Google’s Matt Cutts, as you may or may not know, often appears in Webmaster Help videos addressing questions about what Google does (and what it doesn’t do) in certain situations. Usually, the questions are submitted buy users, though sometimes, Cutts will deem an issue important enough to ask the question himself.
In the lastest video, which Cutts tweeted out on Monday, a user asks:
“Just to confirm: does Google take manual action on webspam? Does manual action result in a removal or can it also be a demotion? Are there other situations where Google remove content from its search results?”
Who better to address this question than Google’s head of webspam himself, Matt Cutts?
Cutts responds, “I’m really glad to have a chance to clarify this, because some people might not know this, although we’ve written this quite a bit in various places online. Google is willing to take manual action to remove spam. So if you write an algorithm to detect spam, and then someone searches for their own name, and they find off-topic porn, they’re really unhappy about that. And they’ll write into Google and let us know that they’re unhappy.”
“And if we write back and say, ‘Well, we hope in six to nine months to be able to have an algorithm that catches this off-topic porn,’ that’s not a really satisfactory answer for the guy who has off-topic porn showing up for his name,” he says. “So in some situations, we are willing to take manual action on our results. It’s when there are violations of our web spam quality guidelines.”

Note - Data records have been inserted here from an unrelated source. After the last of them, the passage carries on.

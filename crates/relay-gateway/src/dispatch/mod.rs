//! Event dispatch
//!
//! Routes DISPATCH events to caller-registered handlers by event name.

mod error;
mod table;

pub use error::{HandlerError, HandlerResult};
pub use table::{DispatchEvent, DispatchTable, DispatchTableBuilder, EventHandler, HandlerFuture};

“So, the answer to your question is, yes, we are willing to take manual action when we see violations of our quality guidelines,” he says. “Another follow-up question was whether it has to be removal or whether it can be a demotion. It can be a demotion. It tends to be removal, because the spam we see tends to be very clear-cut. But there are some cases where you might see cookie cutter content that’s maybe not truly, truly awful, but is duplicative, or you can find in tons of other places. And so it’s content that is really not a lot of value add – those sorts of things.”

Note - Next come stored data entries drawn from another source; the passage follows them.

//! zlib-stream frame decoder
//!
//! The peer compresses the whole connection as ONE zlib stream and flushes it
//! with a sync flush at the end of every message. A message may arrive split
//! over several binary frames; the last frame of a message ends with the
//! sync-flush marker `00 00 FF FF`.

use super::DecodeError;
use crate::protocol::GatewayMessage;
use flate2::{Decompress, FlushDecompress, Status};

/// Trailing bytes of a sync flush, marking the end of one message
pub const ZLIB_SUFFIX: [u8; 4] = [0x00, 0x00, 0xFF, 0xFF];

/// Output growth step while inflating
const INFLATE_CHUNK: usize = 32 * 1024;

/// Reassembles and inflates gateway messages for one physical connection
///
/// The inflate context lives as long as the decoder and is never reset, so a
/// decoder must be fed every binary frame of its connection, in order.
pub struct FrameDecoder {
    /// Compressed bytes of the message in flight
    buffer: Vec<u8>,
    /// Connection-wide inflate context
    inflater: Decompress,
}

impl FrameDecoder {
    /// Create a decoder for a fresh connection
    #[must_use]
    pub fn new() -> Self {
        Self {
            buffer: Vec::new(),
            inflater: Decompress::new(true),
        }
    }

    /// Feed one binary frame
    ///
    /// Returns `Ok(None)` until a frame ending in [`ZLIB_SUFFIX`] completes a message.
    pub fn feed(&mut self, chunk: &[u8]) -> Result<Option<GatewayMessage>, DecodeError> {
        self.buffer.extend_from_slice(chunk);

        if chunk.len() < ZLIB_SUFFIX.len() || !chunk.ends_with(&ZLIB_SUFFIX) {
            return Ok(None);
        }

        let compressed = std::mem::take(&mut self.buffer);
        let inflated = self.inflate(&compressed)?;
        let text = String::from_utf8(inflated)?;

        Ok(Some(GatewayMessage::from_json(&text)?))
    }

    /// Parse a text frame; text frames bypass the compressed stream entirely
    pub fn decode_text(&self, text: &str) -> Result<GatewayMessage, DecodeError> {
        Ok(GatewayMessage::from_json(text)?)
    }

    /// Bytes buffered for the message in flight
    #[must_use]
    pub fn pending(&self) -> usize {
        self.buffer.len()
    }

    /// Total compressed bytes consumed by the inflate context
    #[must_use]
    pub fn total_in(&self) -> u64 {
        self.inflater.total_in()
    }

    fn inflate(&mut self, mut input: &[u8]) -> Result<Vec<u8>, DecodeError> {
        let mut output = Vec::with_capacity(input.len().saturating_mul(4).max(INFLATE_CHUNK));

        loop {
            if output.len() == output.capacity() {
                output.reserve(INFLATE_CHUNK);
            }

            let in_before = self.inflater.total_in();
            let out_before = self.inflater.total_out();
            let status = self
                .inflater
                .decompress_vec(input, &mut output, FlushDecompress::Sync)?;
            let consumed = (self.inflater.total_in() - in_before) as usize;
            let produced = self.inflater.total_out() - out_before;
            input = &input[consumed..];

            let output_full = output.len() == output.capacity();
            match status {
                Status::StreamEnd if input.is_empty() => break,
                Status::StreamEnd => return Err(DecodeError::StreamEnded),
                _ if input.is_empty() && !output_full => break,
                _ if consumed == 0 && produced == 0 && !output_full => {
                    return Err(DecodeError::Stalled {
                        pending: input.len(),
                    });
                }
                _ => {}
            }
        }

        Ok(output)
    }
}

impl Default for FrameDecoder {
    fn default() -> Self {
        Self::new()
    }
}

impl std::fmt::Debug for FrameDecoder {
    fn fmt(&self, f: &mut std::fmt::Formatter<'_>) -> std::fmt::Result {
        f.debug_struct("FrameDecoder")
            .field("pending", &self.buffer.len())
            .field("total_in", &self.inflater.total_in())
            .field("total_out", &self.inflater.total_out())
            .finish()
    }
}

“And we say in our guidelines to avoid duplicate content, whether it’s a cross-domain, so having lots of different domains with very, very similar or even identical content,” he says. “So when we see truly malicious, really bad stuff, we’re often taking action to remove it. If we see things that are still a violation of our quality guidelines, but not quite as bad, then you might see a demotion.”
A bad enough demotion might as well be a removal anyway. I’m sure a lot of Panda victims out there have a thing or two to say about that.
“And then the last question was, ‘Are there other situations where Google will remove content from it search results?’,” continues Cutts. “So, we do reserve the right to remove content for spam. Content can be removed for legal reasons, like we might get a DMCA complaint or some valid court order that says we have to remove something within this particular country.”
“We’re also willing to remove stuff for security reaons, so malware, Trojan horses, viruses, worms, those sorts of things,” he says. “Another example of security might be if you have your own credit card number on the web. So those are some of the areas that we are willing to take action, and we are willing to remove stuff from our search results. We don’t claim that that’s a comprehensive list. We think that it’s important to be able to exercise judgment. So if there is some safety issue, or of course, things like child porn, which would fall under legal. But those are the major areas that we’ve seen, would be spam, legal reasons, and security. And certainly, the vast majority of action that we take falls under those three broad areas.”
“But just to be clear, we do reserve the right to take action, whether it could be demotion or removal,” he reiterates. “And we think we have to apply our best judgment. We want to return the best results that we can for users. And the action that we take is in service of that, trying to make sure that we get the best search results we can out to people when they’re doing searches.”
Speaking of those security concerns, Cutts also tweeted on Monday that Google has sent messages to 20,000 sites, indicating that they may have been hacked. He attributes this to some “weird redirecting.”